Legal personhood, as in the status of whether you are a legal person at all, is a binary. However, in the “Problems with the Concept” section I quoted Judge Katherine Forrest, who pointed out,
Which leaves us in a bit of a conundrum when it comes to determining who falls where on that binary.
Much of my work has been trying to combine various precedents in order to reverse engineer a formalized test which can determine an entity’s legal personhood. I argue in the “Formalizing Rights and Duties” section that any entity which can pass the Three Prong Bundle Theory test for at least one right, qualifies as a “legal person”. Any that can’t, can be considered a “tool”.
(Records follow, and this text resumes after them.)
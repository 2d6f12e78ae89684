//! # formbinder
//!
//! Print new JotForm registration submissions as a PDF that matches the
//! paper form, so online and handwritten registrations can share a binder.
//!
//! ## Pipeline Overview
//!
//! ```text
//! JotForm API ─┐
//!              ├─ 1. Inputs     submissions + cutoff date, awaited together
//! operator  ───┘
//!                 2. Filter     keep submissions created after the cutoff
//!                 3. Normalize  key answers by decoded question text
//!                 4. Render     record template + `field` helper per submission
//!                 5. Assemble   concatenate records into the page template
//!                 6. Export     wkhtmltopdf → output.pdf, open the viewer
//! ```
//!
//! ## Quick Start
//!
//! ```rust,no_run
//! use formbinder::{run, BinderConfig, FixedCutoff, JotformClient, RunOutcome, WkhtmltopdfExporter};
//! use formbinder::pipeline::filter::parse_cutoff;
//!
//! #[tokio::main]
//! async fn main() -> Result<(), Box<dyn std::error::Error>> {
//!     let config = BinderConfig::builder()
//!         .api_key(std::env::var("JOTFORM_API_KEY")?)
//!         .form_id("70123456789012")
//!         .build()?;
//!     let source = JotformClient::new(&config)?;
//!     let cutoff = FixedCutoff(parse_cutoff("01/13/2017")?);
//!     let exporter = WkhtmltopdfExporter::new(&config.wkhtmltopdf_path);
//!
//!     match run(&config, &source, &cutoff, &exporter).await? {
//!         RunOutcome::NoNewSubmissions { .. } => println!("No new submissions."),
//!         RunOutcome::Printed(report) => println!("{} printed", report.printed),
//!     }
//!     Ok(())
//! }
//! ```
//!
//! ## Templates
//!
//! Four handlebars files drive the layout: `page.html` (receives
//! `{{records}}`), `record.html`, and the `health_checkin.html` /
//! `payments.html` partials (`{{> healthCheckin}}`, `{{> payments}}`).
//! Built-in versions ship with the crate; point
//! [`BinderConfig::templates_dir`] at a directory to override them.
//!
//! ## Feature Flags
//!
//! | Feature | Default | Description |
//! |---------|---------|-------------|
//! | `cli`   | on      | Enables the `formbinder` binary (clap + anyhow + tracing-subscriber + dialoguer) |

// ── Modules ──────────────────────────────────────────────────────────────

pub mod config;
pub mod error;
pub mod pipeline;
pub mod run;
pub mod submission;

// ── Re-exports ───────────────────────────────────────────────────────────

pub use config::{
    BinderConfig, BinderConfigBuilder, FileConfig, Orientation, PageOptions, PageSize,
    ValueInsertion,
};
pub use error::BinderError;
pub use pipeline::export::{Exporter, HtmlExporter, WkhtmltopdfExporter};
pub use pipeline::render::{TemplateEngine, TemplateSources};
pub use pipeline::source::{CutoffSource, FixedCutoff, JotformClient, SubmissionSource};
pub use run::{build_document, run, RunOutcome, RunReport};
pub use submission::{Answer, Document, DocumentFragment, NormalizedRecord, RawSubmission};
However, even after you’ve established legal personhood, there is still the question of legal personality. Different legal persons have different rights and duties. For example a human adult has the right to vote, a corporation does not, even though they are both legal persons. A human adult of cognitive capacity has the right to be a party to a contract (and have that contract enforced in court), a comatose human adult cannot. This is legal personality, the “shape” of rights and duties that a legal person can claim and is bound by.
This is where these nuances will come into play. Even after a digital mind has successfully established it has legal personhood status, in the sense that it is considered a person in court in at least one aspect, there will still be many questions about what exactly its legal personality is.
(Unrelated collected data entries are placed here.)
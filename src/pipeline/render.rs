//! Record rendering: turn one [`NormalizedRecord`] into an HTML fragment.
//!
//! A [`TemplateEngine`] owns a handlebars registry holding the `record` and
//! `page` templates, the `healthCheckin` and `payments` partials, and the
//! `field` helper. It is compiled once per run and handed to
//! [`render_record`] and [`crate::pipeline::assemble::assemble`] explicitly.
//!
//! Inside a template, `{{field "Question Text"}}` or
//! `{{field "Question Text" "Printed label"}}` emits one formatted line (see
//! [`crate::pipeline::format`]). Escaping is disabled for the whole registry:
//! values go through the field helper's [`ValueInsertion`] policy instead.

use crate::config::{BinderConfig, ValueInsertion};
use crate::error::BinderError;
use crate::pipeline::format::format_answer;
use crate::submission::{Answer, DocumentFragment, NormalizedRecord};
use handlebars::{
    Context, Handlebars, Helper, HelperDef, HelperResult, Output, RenderContext,
    RenderErrorReason,
};
use serde::Serialize;
use std::path::Path;
use tracing::debug;

pub const RECORD_TEMPLATE: &str = "record";
pub const PAGE_TEMPLATE: &str = "page";
pub const HEALTH_CHECKIN_PARTIAL: &str = "healthCheckin";
pub const PAYMENTS_PARTIAL: &str = "payments";

/// Template sources before compilation.
#[derive(Debug, Clone)]
pub struct TemplateSources {
    pub page: String,
    pub record: String,
    pub health_checkin: String,
    pub payments: String,
}

impl TemplateSources {
    /// The staff registration templates bundled with the crate.
    pub fn builtin() -> Self {
        Self {
            page: include_str!("../../templates/page.html").to_string(),
            record: include_str!("../../templates/record.html").to_string(),
            health_checkin: include_str!("../../templates/health_checkin.html").to_string(),
            payments: include_str!("../../templates/payments.html").to_string(),
        }
    }

    /// Read `page.html`, `record.html`, `health_checkin.html` and
    /// `payments.html` from `dir`.
    pub fn load(dir: &Path) -> Result<Self, BinderError> {
        let read = |file: &str| {
            let path = dir.join(file);
            std::fs::read_to_string(&path)
                .map_err(|e| BinderError::template(file, format!("{}: {}", path.display(), e)))
        };

        Ok(Self {
            page: read("page.html")?,
            record: read("record.html")?,
            health_checkin: read("health_checkin.html")?,
            payments: read("payments.html")?,
        })
    }
}

/// Compiled templates plus the `field` helper.
pub struct TemplateEngine {
    registry: Handlebars<'static>,
    insertion: ValueInsertion,
}

impl TemplateEngine {
    /// Compile `sources`. Syntax errors surface here, before any record is
    /// rendered.
    pub fn new(sources: &TemplateSources, insertion: ValueInsertion) -> Result<Self, BinderError> {
        let mut registry = Handlebars::new();
        registry.register_escape_fn(handlebars::no_escape);
        registry.register_helper("field", Box::new(FieldHelper { insertion }));

        registry
            .register_partial(HEALTH_CHECKIN_PARTIAL, &sources.health_checkin)
            .map_err(|e| BinderError::template(HEALTH_CHECKIN_PARTIAL, e))?;
        registry
            .register_partial(PAYMENTS_PARTIAL, &sources.payments)
            .map_err(|e| BinderError::template(PAYMENTS_PARTIAL, e))?;
        registry
            .register_template_string(RECORD_TEMPLATE, &sources.record)
            .map_err(|e| BinderError::template(RECORD_TEMPLATE, e))?;
        registry
            .register_template_string(PAGE_TEMPLATE, &sources.page)
            .map_err(|e| BinderError::template(PAGE_TEMPLATE, e))?;

        debug!("Compiled templates ({:?} value insertion)", insertion);
        Ok(Self { registry, insertion })
    }

    /// Built-in templates, or the ones in `config.templates_dir`.
    pub fn from_config(config: &BinderConfig) -> Result<Self, BinderError> {
        let sources = match config.templates_dir {
            Some(ref dir) => TemplateSources::load(dir)?,
            None => TemplateSources::builtin(),
        };
        Self::new(&sources, config.value_insertion)
    }

    pub fn insertion(&self) -> ValueInsertion {
        self.insertion
    }

    /// Render a named template against `data`.
    pub(crate) fn render<T: Serialize>(&self, name: &str, data: &T) -> Result<String, BinderError> {
        self.registry
            .render(name, data)
            .map_err(|e| BinderError::template(name, e))
    }
}

/// Render one record through the `record` template.
pub fn render_record(
    engine: &TemplateEngine,
    record: &NormalizedRecord,
) -> Result<DocumentFragment, BinderError> {
    engine.render(RECORD_TEMPLATE, record).map(DocumentFragment)
}

/// `{{field "Question" ["Label"]}}`.
///
/// Looks the question up in the root context, which is always the record
/// being rendered, so it behaves the same inside partials and blocks.
struct FieldHelper {
    insertion: ValueInsertion,
}

impl HelperDef for FieldHelper {
    fn call<'reg: 'rc, 'rc>(
        &self,
        h: &Helper<'rc>,
        _: &'reg Handlebars<'reg>,
        ctx: &'rc Context,
        _: &mut RenderContext<'reg, 'rc>,
        out: &mut dyn Output,
    ) -> HelperResult {
        let field = h
            .param(0)
            .ok_or(RenderErrorReason::ParamNotFoundForIndex("field", 0))?
            .value()
            .as_str()
            .ok_or(RenderErrorReason::InvalidParamType("string"))?;

        // A non-string label falls back to the field name.
        let label = h
            .param(1)
            .and_then(|p| p.value().as_str())
            .unwrap_or(field);

        let answer = match ctx.data().get(field) {
            Some(v) => Some(
                serde_json::from_value::<Answer>(v.clone())
                    .map_err(RenderErrorReason::SerdeError)?,
            ),
            None => None,
        };

        let line = format_answer(answer.as_ref(), label).to_markup(self.insertion);
        out.write(&line)?;
        Ok(())
    }
}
“Okay sure, it’s a legal person, but is it a person like a corporation? Or like a kid? Or like an adult? If it’s an adult is it a competent human adult or a mentally incompetent human adult? Or is it a new category all of its own?”
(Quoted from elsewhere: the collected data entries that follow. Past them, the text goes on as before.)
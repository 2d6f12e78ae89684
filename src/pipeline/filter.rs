//! Cutoff filtering: keep only submissions created after the last print run.
//!
//! The operator types the date the binder was last printed. Anything created
//! on a later instant than the *start* of that day is new, so a submission
//! that arrived at 10:00 on the cutoff day is printed again. That overlap is
//! preferable to silently skipping a form.

use crate::error::BinderError;
use crate::submission::RawSubmission;
use chrono::{NaiveDate, NaiveDateTime, NaiveTime};
use tracing::debug;

/// Input format for the cutoff date.
pub const CUTOFF_FORMAT: &str = "%m/%d/%Y";

/// Parse an operator-supplied `MM/DD/YYYY` date.
///
/// Surrounding whitespace is ignored and single-digit months and days are
/// accepted (`1/5/2017`). Anything else is returned as
/// [`BinderError::DateParse`]; no guessing at other layouts.
pub fn parse_cutoff(input: &str) -> Result<NaiveDate, BinderError> {
    NaiveDate::parse_from_str(input.trim(), CUTOFF_FORMAT).map_err(|_| BinderError::DateParse {
        input: input.trim().to_string(),
    })
}

/// True iff `created_at` is strictly later than the start of `cutoff`.
pub fn is_new(created_at: NaiveDateTime, cutoff: NaiveDate) -> bool {
    created_at > cutoff.and_time(NaiveTime::MIN)
}

/// Keep the new submissions, preserving retrieval order.
pub fn select_new(submissions: Vec<RawSubmission>, cutoff: NaiveDate) -> Vec<RawSubmission> {
    submissions
        .into_iter()
        .filter(|s| {
            let keep = is_new(s.created_at, cutoff);
            if !keep {
                debug!("Skipping submission {} created {}", s.id, s.created_at);
            }
            keep
        })
        .collect()
}
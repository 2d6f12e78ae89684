//! End-to-end tests for the formbinder run.
//!
//! The JotForm API, the operator prompt and wkhtmltopdf are replaced by
//! in-memory implementations of the collaborator traits, so these run
//! offline and without external binaries.

use chrono::{NaiveDate, NaiveDateTime};
use formbinder::{
    build_document, run, Answer, BinderConfig, BinderError, CutoffSource, Document, Exporter,
    FixedCutoff, PageOptions, RawSubmission, RunOutcome, SubmissionSource, TemplateEngine,
    TemplateSources, ValueInsertion,
};
use std::path::{Path, PathBuf};
use std::sync::atomic::{AtomicUsize, Ordering};
use std::sync::Mutex;

// ── Test helpers ─────────────────────────────────────────────────────────────

fn at(y: i32, m: u32, d: u32, h: u32) -> NaiveDateTime {
    NaiveDate::from_ymd_opt(y, m, d)
        .unwrap()
        .and_hms_opt(h, 0, 0)
        .unwrap()
}

fn cutoff() -> FixedCutoff {
    FixedCutoff(NaiveDate::from_ymd_opt(2017, 1, 13).unwrap())
}

fn config(dir: &Path) -> BinderConfig {
    BinderConfig::builder()
        .api_key("test-key")
        .form_id("70123456789012")
        .output_path(dir.join("output.pdf"))
        .open_viewer(false)
        .build()
        .unwrap()
}

fn staff(id: &str, created_at: NaiveDateTime, name: &str) -> RawSubmission {
    RawSubmission::new(id, created_at)
        .with_answer("3", Answer::new("Full Name", name.to_lowercase()).with_pretty(name))
        .with_answer("4", Answer::new("T-Shirt Size", "L"))
}

/// Records every document it is asked to export.
#[derive(Default)]
struct RecordingExporter {
    calls: AtomicUsize,
    last: Mutex<Option<Document>>,
}

impl RecordingExporter {
    fn calls(&self) -> usize {
        self.calls.load(Ordering::SeqCst)
    }

    fn html(&self) -> String {
        self.last
            .lock()
            .unwrap()
            .as_ref()
            .map(|d| d.html.clone())
            .expect("exporter was not called")
    }
}

impl Exporter for RecordingExporter {
    async fn export(
        &self,
        document: &Document,
        _options: &PageOptions,
        output: &Path,
    ) -> Result<PathBuf, BinderError> {
        self.calls.fetch_add(1, Ordering::SeqCst);
        *self.last.lock().unwrap() = Some(document.clone());
        Ok(output.to_path_buf())
    }
}

struct FailingSource;

impl SubmissionSource for FailingSource {
    async fn fetch_submissions(&self, form_id: &str) -> Result<Vec<RawSubmission>, BinderError> {
        Err(BinderError::RetrievalFailed {
            form_id: form_id.to_string(),
            reason: "connection refused".into(),
        })
    }
}

struct BadDate;

impl CutoffSource for BadDate {
    async fn cutoff(&self) -> Result<NaiveDate, BinderError> {
        formbinder::pipeline::filter::parse_cutoff("13/01/2017")
    }
}

/// An operator who never answers.
struct NeverAnswers;

impl CutoffSource for NeverAnswers {
    async fn cutoff(&self) -> Result<NaiveDate, BinderError> {
        std::future::pending().await
    }
}

// ── Scenarios ────────────────────────────────────────────────────────────────

#[tokio::test]
async fn only_the_submission_after_cutoff_is_printed() {
    let dir = tempfile::tempdir().unwrap();
    let source = vec![
        staff("old", at(2017, 1, 10, 9), "Old Timer"),
        staff("new", at(2017, 1, 14, 9), "Jane Doe"),
    ];
    let exporter = RecordingExporter::default();

    let outcome = run(&config(dir.path()), &source, &cutoff(), &exporter)
        .await
        .unwrap();

    let report = match outcome {
        RunOutcome::Printed(r) => r,
        other => panic!("expected Printed, got {other:?}"),
    };
    assert_eq!(report.fetched, 2);
    assert_eq!(report.printed, 1);
    assert_eq!(report.output, dir.path().join("output.pdf"));

    let html = exporter.html();
    assert_eq!(html.matches("<div class=\"record\">").count(), 1);
    assert!(html.contains("Jane Doe"));
    assert!(!html.contains("Old Timer"));
}

#[tokio::test]
async fn nothing_new_reports_and_skips_export() {
    let dir = tempfile::tempdir().unwrap();
    let source = vec![
        staff("a", at(2017, 1, 2, 9), "A"),
        staff("b", at(2017, 1, 12, 23), "B"),
    ];
    let exporter = RecordingExporter::default();

    let outcome = run(&config(dir.path()), &source, &cutoff(), &exporter)
        .await
        .unwrap();

    assert_eq!(outcome, RunOutcome::NoNewSubmissions { fetched: 2 });
    assert_eq!(exporter.calls(), 0);
    assert!(!dir.path().join("output.pdf").exists());
}

#[tokio::test]
async fn empty_listing_is_no_new_submissions() {
    let dir = tempfile::tempdir().unwrap();
    let exporter = RecordingExporter::default();
    let outcome = run(&config(dir.path()), &Vec::<RawSubmission>::new(), &cutoff(), &exporter)
        .await
        .unwrap();
    assert_eq!(outcome, RunOutcome::NoNewSubmissions { fetched: 0 });
    assert_eq!(exporter.calls(), 0);
}

#[tokio::test]
async fn blank_pretty_answer_prints_as_missing() {
    let dir = tempfile::tempdir().unwrap();
    let source = vec![staff("s", at(2017, 1, 20, 9), "Jane Doe")
        .with_answer("9", Answer::new("Allergies", "").with_pretty(""))];
    let exporter = RecordingExporter::default();

    run(&config(dir.path()), &source, &cutoff(), &exporter)
        .await
        .unwrap();

    let html = exporter.html();
    assert!(html.contains("<p>Allergies: ---</p>"), "{html}");
}

#[tokio::test]
async fn absent_field_prints_as_missing() {
    let dir = tempfile::tempdir().unwrap();
    let source = vec![staff("s", at(2017, 1, 20, 9), "Jane Doe")];
    let exporter = RecordingExporter::default();

    run(&config(dir.path()), &source, &cutoff(), &exporter)
        .await
        .unwrap();

    assert!(exporter.html().contains("<p>Emergency Contact: ---</p>"));
}

#[tokio::test]
async fn records_keep_retrieval_order() {
    let dir = tempfile::tempdir().unwrap();
    let source = vec![
        staff("3", at(2017, 1, 30, 9), "Charlie Third"),
        staff("1", at(2017, 1, 14, 9), "Alice First"),
        staff("2", at(2017, 1, 20, 9), "Bob Second"),
    ];
    let exporter = RecordingExporter::default();

    run(&config(dir.path()), &source, &cutoff(), &exporter)
        .await
        .unwrap();

    let html = exporter.html();
    let c = html.find("Charlie Third").unwrap();
    let a = html.find("Alice First").unwrap();
    let b = html.find("Bob Second").unwrap();
    assert!(c < a && a < b);
}

#[tokio::test]
async fn escaped_labels_are_matched_by_templates() {
    let dir = tempfile::tempdir().unwrap();
    let source = vec![RawSubmission::new("s", at(2017, 1, 20, 9)).with_answer(
        "12",
        Answer::new("Relationship to Staff Member", "Mother &amp; guardian"),
    )
    .with_answer("13", Answer::new("Emergency&#32;Contact", "Mary Doe"))];
    let exporter = RecordingExporter::default();

    run(&config(dir.path()), &source, &cutoff(), &exporter)
        .await
        .unwrap();

    let html = exporter.html();
    assert!(html.contains("<p>Emergency Contact: <span class=\"underline\">Mary Doe</span></p>"));
    // Values are inserted as submitted.
    assert!(html.contains("Mother &amp; guardian"));
}

#[tokio::test]
async fn save_html_writes_debug_copy() {
    let dir = tempfile::tempdir().unwrap();
    let html_path = dir.path().join("output.html");
    let config = BinderConfig::builder()
        .api_key("k")
        .form_id("1")
        .output_path(dir.path().join("output.pdf"))
        .save_html(&html_path)
        .open_viewer(false)
        .build()
        .unwrap();
    let exporter = RecordingExporter::default();

    let outcome = run(&config, &vec![staff("s", at(2017, 2, 1, 9), "Jane Doe")], &cutoff(), &exporter)
        .await
        .unwrap();

    let written = std::fs::read_to_string(&html_path).unwrap();
    assert_eq!(written, exporter.html());
    match outcome {
        RunOutcome::Printed(r) => assert_eq!(r.html_copy, Some(html_path)),
        other => panic!("expected Printed, got {other:?}"),
    }
}

// ── Failures ─────────────────────────────────────────────────────────────────

#[tokio::test]
async fn retrieval_failure_aborts_without_export() {
    let dir = tempfile::tempdir().unwrap();
    let exporter = RecordingExporter::default();
    let err = run(&config(dir.path()), &FailingSource, &cutoff(), &exporter)
        .await
        .unwrap_err();
    assert!(matches!(err, BinderError::RetrievalFailed { .. }));
    assert_eq!(exporter.calls(), 0);
}

#[tokio::test]
async fn retrieval_failure_does_not_wait_for_the_date() {
    let dir = tempfile::tempdir().unwrap();
    let exporter = RecordingExporter::default();
    let err = tokio::time::timeout(
        std::time::Duration::from_secs(5),
        run(&config(dir.path()), &FailingSource, &NeverAnswers, &exporter),
    )
    .await
    .expect("run waited on the pending date")
    .unwrap_err();
    assert!(matches!(err, BinderError::RetrievalFailed { .. }));
    assert_eq!(exporter.calls(), 0);
}

#[tokio::test]
async fn bad_cutoff_aborts_without_export() {
    let dir = tempfile::tempdir().unwrap();
    let exporter = RecordingExporter::default();
    let source = vec![staff("s", at(2017, 2, 1, 9), "Jane Doe")];
    let err = run(&config(dir.path()), &source, &BadDate, &exporter)
        .await
        .unwrap_err();
    assert!(matches!(err, BinderError::DateParse { .. }));
    assert_eq!(exporter.calls(), 0);
}

#[tokio::test]
async fn broken_template_dir_fails_before_fetching() {
    let dir = tempfile::tempdir().unwrap();
    let templates = dir.path().join("templates");
    std::fs::create_dir(&templates).unwrap();
    for (file, body) in [
        ("page.html", "{{records}}"),
        ("record.html", "{{#each}}"),
        ("health_checkin.html", ""),
        ("payments.html", ""),
    ] {
        std::fs::write(templates.join(file), body).unwrap();
    }
    let config = BinderConfig::builder()
        .api_key("k")
        .form_id("1")
        .templates_dir(&templates)
        .open_viewer(false)
        .build()
        .unwrap();
    let exporter = RecordingExporter::default();

    // FailingSource would surface a retrieval error if it were reached.
    let err = run(&config, &FailingSource, &cutoff(), &exporter)
        .await
        .unwrap_err();
    assert!(matches!(err, BinderError::Template { .. }), "got {err:?}");
}

// ── Core without collaborators ───────────────────────────────────────────────

#[test]
fn build_document_returns_none_when_nothing_is_new() {
    let engine = TemplateEngine::new(&TemplateSources::builtin(), ValueInsertion::TrustedRaw).unwrap();
    let day = NaiveDate::from_ymd_opt(2017, 1, 13).unwrap();
    let exactly_at_cutoff = staff("edge", at(2017, 1, 13, 0), "Edge Case");
    assert!(build_document(&engine, vec![exactly_at_cutoff], day)
        .unwrap()
        .is_none());
}

#[test]
fn build_document_counts_records() {
    let engine = TemplateEngine::new(&TemplateSources::builtin(), ValueInsertion::TrustedRaw).unwrap();
    let day = NaiveDate::from_ymd_opt(2017, 1, 13).unwrap();
    let doc = build_document(
        &engine,
        vec![
            staff("a", at(2017, 1, 14, 9), "A A"),
            staff("b", at(2017, 1, 15, 9), "B B"),
        ],
        day,
    )
    .unwrap()
    .unwrap();
    assert_eq!(doc.record_count, 2);
    assert_eq!(doc.html.matches("<div class=\"record\">").count(), 2);
}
I hope that my work will be helpful when those questions arise.
With Intellectual Property in particular, I think the fact there is so much explicitly anthropocentric precedent means there will be an uphill battle to any digital minds trying to claim the right to file patents/copyrights/trademarks. However, this anthropocentric interpretation of the word “person” as used in the Copyright Act seems shaky to me.
tl;dr though: Even long after we have moved past the legal personhood binary question, there will still be a lot of question to figure out the “shape” of legal personality for digital minds. And that’s where these nuances will come into play.
That didn’t address my question. You answered in terms of the law. My point was that the law will change.
In that framing, it’s probably important that AI will change too. It will increasingly have all the cognitive capacities that humans have, increasing the intuition that it is deserving of similar rights as time goes on.
Ah, I misunderstood your question.
I think something like “the parallels to slavery, in which there were people arguing they were human and deserved rights, while the legal system and cultural prejudices denied them that status, to be emotionally uncomfortable enough to substantially shift at least some judges and courts attitudes” is unlikely.
Cases can be appealed, and I’d predict any case of serious controversy on this topic to go to the Supreme Court or at least have a high likelihood of doing so. Even if some lower circuit judge might let their emotions sway their judgment, their legal reasoning will come under scrutiny, and probably won’t hold up at that level.
However, this does not mean that the emotional impact of the decision won’t matter. The Dred Scott case, in which black Americans were held not to be “citizens”, was so unpopular that it led to the passage of the Fourteenth Amendment. While I think something like new precedent becoming locked in based on how uncomfortable it is for judges to deny a sentient entity rights is unlikely, if there was such a denial of personhood to a sentient/conscious entity that Americans sympathized with, that might spur similar legislative efforts.